Dee-fense, Dee-fense…

Part I

Do any of you guys know who Bill McKechnie was? He’s in the Baseball Hall of Fame, but I think he’s one of Cooperstown’s lesser-known honorees. Manager in the 20’s/30’s/40’s, very successful, but bounced around a lot and never stuck with any one team for all that long. Won pennants with the Pirates, Cardinals, and Reds, also managed the Braves. Won World Championships with the Pirates and Reds.

It would be an understatement to say that Bill McKechnie was a “defense first” manager. He was more of a defense first, second, and third-through-ninth manager. His commitment to defense defined his career, much in the way platooning and three-run homers defined Earl Weaver, speed and switch-hitters defined Whitey Herzog, and repeatedly making asinine statements defined Ozzie Guillen.

When Bill McKechnie took over a team he would make whatever moves were necessary to ensure that he had the best possible defensive alignment available to him. His teams often didn’t score a lot of runs, but they usually gave up even fewer, so they won. McKechnie got great performances out of his pitchers, because all they needed to do was throw strikes; the other eight guys did the rest of the work.
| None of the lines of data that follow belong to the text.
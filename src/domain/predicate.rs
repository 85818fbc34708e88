//! Node Predicates
//!
//! Client-side filters for node listings. A predicate only looks at the
//! normalized attributes of [`NodeMetadata`], so the same filter works
//! against every provider.

use crate::domain::node::{NodeMetadata, NodeStatus};
use serde::{Deserialize, Serialize};
use std::collections::BTreeSet;

/// Filter over normalized node attributes
#[derive(Debug, Clone, PartialEq, Eq, Serialize, Deserialize)]
#[serde(tag = "op", content = "value", rename_all = "snake_case")]
pub enum NodePredicate {
    All,
    StatusIs(NodeStatus),
    InLocation(String),
    IdIn(BTreeSet<String>),
    And(Vec<NodePredicate>),
    Or(Vec<NodePredicate>),
    Not(Box<NodePredicate>),
}

impl NodePredicate {
    pub fn all() -> Self {
        NodePredicate::All
    }

    pub fn running() -> Self {
        NodePredicate::StatusIs(NodeStatus::Running)
    }

    pub fn with_status(status: NodeStatus) -> Self {
        NodePredicate::StatusIs(status)
    }

    pub fn in_location(location: impl Into<String>) -> Self {
        NodePredicate::InLocation(location.into())
    }

    pub fn with_ids<I, S>(ids: I) -> Self
    where
        I: IntoIterator<Item = S>,
        S: Into<String>,
    {
        NodePredicate::IdIn(ids.into_iter().map(Into::into).collect())
    }

    pub fn and(self, other: NodePredicate) -> Self {
        match self {
            NodePredicate::All => other,
            NodePredicate::And(mut preds) => {
                preds.push(other);
                NodePredicate::And(preds)
            }
            this => NodePredicate::And(vec![this, other]),
        }
    }

    pub fn or(self, other: NodePredicate) -> Self {
        match self {
            NodePredicate::Or(mut preds) => {
                preds.push(other);
                NodePredicate::Or(preds)
            }
            this => NodePredicate::Or(vec![this, other]),
        }
    }

    pub fn negate(self) -> Self {
        NodePredicate::Not(Box::new(self))
    }

    /// Evaluate against a node
    pub fn matches(&self, node: &NodeMetadata) -> bool {
        match self {
            NodePredicate::All => true,
            NodePredicate::StatusIs(status) => node.status == *status,
            NodePredicate::InLocation(location) => node.location.as_deref() == Some(location),
            NodePredicate::IdIn(ids) => ids.contains(&node.id),
            NodePredicate::And(preds) => preds.iter().all(|p| p.matches(node)),
            NodePredicate::Or(preds) => preds.iter().any(|p| p.matches(node)),
            NodePredicate::Not(pred) => !pred.matches(node),
        }
    }
}

impl Default for NodePredicate {
    fn default() -> Self {
        NodePredicate::All
    }
}
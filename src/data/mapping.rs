use std::collections::BTreeMap;
use std::fmt;

use super::artifact::Classifier;
use super::error::WaterError;

// ---------------------------------------------------------------------------
// Verdict – what the user is told
// ---------------------------------------------------------------------------

#[derive(Debug, Clone, Copy, PartialEq, Eq, Hash)]
pub enum Verdict {
    Safe,
    UnSafe,
}

impl Verdict {
    pub fn as_str(self) -> &'static str {
        match self {
            Verdict::Safe => "Safe",
            Verdict::UnSafe => "UnSafe",
        }
    }

    pub fn is_safe(self) -> bool {
        self == Verdict::Safe
    }
}

impl fmt::Display for Verdict {
    fn fmt(&self, f: &mut fmt::Formatter<'_>) -> fmt::Result {
        f.write_str(self.as_str())
    }
}

// ---------------------------------------------------------------------------
// ClassMapping – raw label → verdict
// ---------------------------------------------------------------------------

/// Two-entry lookup derived from the model's own label order:
/// `classes[0]` is unsafe, `classes[1]` is safe.
#[derive(Debug, Clone, PartialEq)]
pub struct ClassMapping {
    mapping: BTreeMap<i64, Verdict>,
}

impl ClassMapping {
    /// Build the mapping from a classifier's label set.
    ///
    /// Anything other than exactly two distinct labels is rejected: there is
    /// no way to tell which label means "safe" otherwise.
    pub fn from_classifier(model: &dyn Classifier) -> Result<Self, WaterError> {
        Self::from_labels(model.classes())
    }

    pub fn from_labels(labels: &[i64]) -> Result<Self, WaterError> {
        match labels {
            [unsafe_label, safe_label] if unsafe_label != safe_label => {
                let mapping = BTreeMap::from([
                    (*unsafe_label, Verdict::UnSafe),
                    (*safe_label, Verdict::Safe),
                ]);
                Ok(Self { mapping })
            }
            _ => Err(WaterError::MappingShape {
                labels: labels.to_vec(),
            }),
        }
    }

    pub fn verdict(&self, label: i64) -> Option<Verdict> {
        self.mapping.get(&label).copied()
    }

    pub fn iter(&self) -> impl Iterator<Item = (i64, Verdict)> + '_ {
        self.mapping.iter().map(|(&l, &v)| (l, v))
    }
}
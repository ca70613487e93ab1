use std::path::PathBuf;

use super::artifact::{Classifier, Transformer};
use super::error::{InferenceError, WaterError};
use super::features::FeatureVector;
use super::loader::{LoadedArtifacts, load_artifacts};
use super::mapping::{ClassMapping, Verdict};
use crate::config::AppConfig;

// ---------------------------------------------------------------------------
// InferenceContext – everything a prediction needs, loaded once
// ---------------------------------------------------------------------------

/// Immutable inference state built at startup and passed to [`predict`].
pub struct InferenceContext {
    scaler: Box<dyn Transformer>,
    model: Box<dyn Classifier>,
    mapping: ClassMapping,
    pub model_path: PathBuf,
    pub scaler_path: PathBuf,
}

impl InferenceContext {
    /// Load artifacts and derive the class mapping. Every error returned here
    /// is fatal.
    pub fn load(config: &AppConfig) -> Result<Self, WaterError> {
        let loaded = load_artifacts(config)?;
        Self::from_artifacts(loaded)
    }

    pub fn from_artifacts(loaded: LoadedArtifacts) -> Result<Self, WaterError> {
        let mapping = ClassMapping::from_classifier(loaded.model.as_ref()).inspect_err(|e| {
            log::error!("{e}");
        })?;
        log::debug!("class mapping: {:?}", mapping.iter().collect::<Vec<_>>());
        Ok(Self {
            scaler: loaded.scaler,
            model: loaded.model,
            mapping,
            model_path: loaded.model_path,
            scaler_path: loaded.scaler_path,
        })
    }

    /// Build a context directly from in-memory capabilities.
    pub fn new(
        scaler: Box<dyn Transformer>,
        model: Box<dyn Classifier>,
    ) -> Result<Self, WaterError> {
        Self::from_artifacts(LoadedArtifacts {
            model,
            scaler,
            model_path: PathBuf::new(),
            scaler_path: PathBuf::new(),
        })
    }

    pub fn mapping(&self) -> &ClassMapping {
        &self.mapping
    }
}

// ---------------------------------------------------------------------------
// Prediction
// ---------------------------------------------------------------------------

/// Outcome of one successful submission.
#[derive(Debug, Clone, PartialEq)]
pub struct Prediction {
    pub verdict: Verdict,
    pub raw_input: FeatureVector,
    pub scaled_input: Vec<f64>,
    pub label: i64,
}

/// Scale, classify and map one row.
pub fn predict(ctx: &InferenceContext, input: &FeatureVector) -> Result<Prediction, WaterError> {
    predict_row(ctx, input.as_slice()).map(|(verdict, scaled_input, label)| Prediction {
        verdict,
        raw_input: *input,
        scaled_input,
        label,
    })
}

fn run(ctx: &InferenceContext, row: &[f64]) -> Result<(Verdict, Vec<f64>, i64), InferenceError> {
    let scaled = ctx.scaler.transform(row)?;
    let label = ctx.model.predict(&scaled)?;
    let verdict = ctx
        .mapping
        .verdict(label)
        .ok_or(InferenceError::UnknownLabel(label))?;
    Ok((verdict, scaled, label))
}

/// Row-level form of [`predict`]; accepts any width so a mismatched input
/// surfaces as a prediction failure instead of a type error.
pub fn predict_row(
    ctx: &InferenceContext,
    row: &[f64],
) -> Result<(Verdict, Vec<f64>, i64), WaterError> {
    match run(ctx, row) {
        Ok(out) => {
            log::debug!("predicted label {} ({}) for {row:?}", out.2, out.0);
            Ok(out)
        }
        Err(e) => {
            log::error!("Error during prediction: {e}");
            Err(e.into())
        }
    }
}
He amassed a .524 career winning percentage—with teams that usually weren’t very good before he took over—by building around players who could catch and throw.

So when I first heard about this guy, I was intrigued but maybe just a little skeptical… yeah, maybe that stuff worked in the 1930’s, but now? The more I thought about it, though, the more it struck me as a solid approach for any era. The game changes, but preventing runs is never any less important than scoring them.
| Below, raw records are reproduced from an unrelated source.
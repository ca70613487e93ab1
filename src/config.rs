use std::path::{Path, PathBuf};

// ---------------------------------------------------------------------------
// Application configuration
// ---------------------------------------------------------------------------

/// Where to look for artifacts and how to size the window.
///
/// Built once in `main`; nothing here is read from flags or files.
#[derive(Debug, Clone)]
pub struct AppConfig {
    /// Directories searched in order. Duplicates are skipped.
    pub base_dirs: Vec<PathBuf>,
    /// Relative candidate paths for the classifier, in priority order.
    pub model_candidates: Vec<PathBuf>,
    /// Relative candidate paths for the scaler, in priority order.
    pub scaler_candidates: Vec<PathBuf>,
    pub title: String,
    pub window_size: [f32; 2],
    pub min_window_size: [f32; 2],
}

impl Default for AppConfig {
    fn default() -> Self {
        let mut base_dirs = Vec::new();
        if let Some(dir) = std::env::current_exe()
            .ok()
            .and_then(|exe| exe.parent().map(Path::to_path_buf))
        {
            base_dirs.push(dir);
        }
        if let Ok(cwd) = std::env::current_dir() {
            base_dirs.push(cwd);
        }
        Self::with_base_dirs(base_dirs)
    }
}

impl AppConfig {
    /// Default candidate names searched under the given directories.
    pub fn with_base_dirs(base_dirs: Vec<PathBuf>) -> Self {
        Self {
            base_dirs,
            model_candidates: vec![PathBuf::from("svm.json"), Path::new("models").join("svm.json")],
            scaler_candidates: vec![
                PathBuf::from("scaler.json"),
                Path::new("models").join("scaler.json"),
            ],
            title: "💧 Water Quality Prediction".to_string(),
            window_size: [640.0, 760.0],
            min_window_size: [420.0, 480.0],
        }
    }

    /// Absolute candidate paths: every base directory × every relative name,
    /// base directories outermost.
    pub fn expand(&self, relative: &[PathBuf]) -> Vec<PathBuf> {
        let mut out: Vec<PathBuf> = Vec::new();
        for base in &self.base_dirs {
            for rel in relative {
                let p = base.join(rel);
                if !out.contains(&p) {
                    out.push(p);
                }
            }
        }
        out
    }
}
I’ve asked myself “What Would McKechnie Do?” in every OOTP league I’ve been in. One of the advantages to focusing on defense is that many of your opponents won’t pay much attention to it, and this will cause them to overvalue players who you think aren’t as valuable as they do, and to undervalue players who you think are more valuable than they do. This can be very beneficial in a league with a draft or with free agency, or in any league where you are able to trade with people who don’t see value in areas where you can see it.
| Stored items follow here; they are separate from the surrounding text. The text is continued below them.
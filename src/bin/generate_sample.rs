//! Writes demo `models/svm.json` and `models/scaler.json` so the checker can
//! be started without a training run. The numbers are illustrative only.

use std::path::Path;

use anyhow::{Context, Result};
use serde_json::json;

/// Per-feature mean and standard deviation, roughly those of the public
/// water-potability dataset, in form order.
const MEAN: [f64; 9] = [7.08, 196.37, 22014.09, 7.12, 333.78, 426.21, 14.28, 66.40, 3.97];
const SCALE: [f64; 9] = [1.47, 32.87, 8768.44, 1.58, 41.41, 80.81, 3.31, 16.17, 0.78];

/// Seeded xoshiro256** so every run writes the same support vectors.
struct SimpleRng {
    state: [u64; 4],
}

impl SimpleRng {
    fn new(seed: u64) -> Self {
        let mut s = [0u64; 4];
        let mut x = seed;
        for slot in &mut s {
            x = x.wrapping_mul(6364136223846793005).wrapping_add(1);
            *slot = x;
        }
        SimpleRng { state: s }
    }

    fn next_u64(&mut self) -> u64 {
        let result = (self.state[1].wrapping_mul(5))
            .rotate_left(7)
            .wrapping_mul(9);
        let t = self.state[1] << 17;
        self.state[2] ^= self.state[0];
        self.state[3] ^= self.state[1];
        self.state[1] ^= self.state[2];
        self.state[0] ^= self.state[3];
        self.state[2] ^= t;
        self.state[3] = self.state[3].rotate_left(45);
        result
    }

    /// Uniform in [0, 1); also picks which side an unsafe cluster sits on.
    fn next_f64(&mut self) -> f64 {
        (self.next_u64() >> 11) as f64 / (1u64 << 53) as f64
    }

    /// Normal draw (Box-Muller), used to scatter support vectors around a
    /// cluster centre in scaled space.
    fn gauss(&mut self, mean: f64, std_dev: f64) -> f64 {
        let u1 = self.next_f64().max(1e-15);
        let u2 = self.next_f64();
        let z = (-2.0 * u1.ln()).sqrt() * (2.0 * std::f64::consts::PI * u2).cos();
        mean + std_dev * z
    }
}

/// Support vectors in scaled space: potable samples cluster near the mean,
/// non-potable ones sit further out.
fn support_vectors(rng: &mut SimpleRng) -> (Vec<Vec<f64>>, Vec<f64>) {
    let mut svs = Vec::new();
    let mut dual = Vec::new();
    for _ in 0..12 {
        svs.push((0..9).map(|_| rng.gauss(0.0, 0.6)).collect());
        dual.push(1.0);
    }
    for _ in 0..12 {
        let sign = if rng.next_f64() < 0.5 { -1.0 } else { 1.0 };
        svs.push((0..9).map(|_| sign * rng.gauss(1.8, 0.5)).collect());
        dual.push(-1.0);
    }
    (svs, dual)
}

fn write_json(path: &Path, value: &serde_json::Value) -> Result<()> {
    let text = serde_json::to_string_pretty(value)?;
    std::fs::write(path, text).with_context(|| format!("writing {}", path.display()))
}

fn main() -> Result<()> {
    let out_dir = Path::new("models");
    std::fs::create_dir_all(out_dir).context("creating models/")?;

    let mut rng = SimpleRng::new(42);
    let (support_vectors, dual_coef) = support_vectors(&mut rng);

    let scaler = json!({
        "kind": "standard",
        "mean": MEAN,
        "scale": SCALE,
    });
    let model = json!({
        "kind": "rbf_svm",
        "classes": [0, 1],
        "gamma": 0.111,
        "support_vectors": &support_vectors,
        "dual_coef": &dual_coef,
        "intercept": 0.0,
    });

    write_json(&out_dir.join("scaler.json"), &scaler)?;
    write_json(&out_dir.join("svm.json"), &model)?;

    println!(
        "Wrote {} support vectors to {}",
        dual_coef.len(),
        out_dir.join("svm.json").display()
    );
    Ok(())
}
Good defensive players affect the game somewhat surreptitiously. OOTP gives us Range Factor, Zone Rating and Defensive Efficiency (which many GMs probably ignore) as well as the traditional fielding stats like fielding percentage (which I largely ignore); these stats do tell us something, but they don’t us the whole story. The rest of the story, perhaps most of the story, is hidden in what are commonly thought of as “pitching” statistics. Runs allowed, hits allowed: these aren’t pitching stats, they’re defensive stats. Defense is pitching plus fielding. Pitchers give up walks, and pitchers give up home runs, but pitchers and fielders give up hits. You can argue about the extent to which pitchers are responsible for the hits “they” give up, but to argue that they’re 100% responsible is ridiculous. Fielders are not all created equal, any more than pitchers are. Some fielders turn hits into outs, some turn outs into hits.

I don’t want mislead anybody; good baseball teams usually do a number of things well. Balance is preferable to overemphasizing any one area. The best defense in the world can’t help a pitcher who has a tendency to walk two batters and give up a three-run homer, and a team that can’t score is going to have trouble winning games.

But if you’ve put together a team that has a good offense and what you thought was a good pitching staff, and you’re not winning because your pitchers seem to give up a lot more runs than you think they should, maybe it’s not your pitchers’ fault. You might be trying to make them prevent runs all by themselves.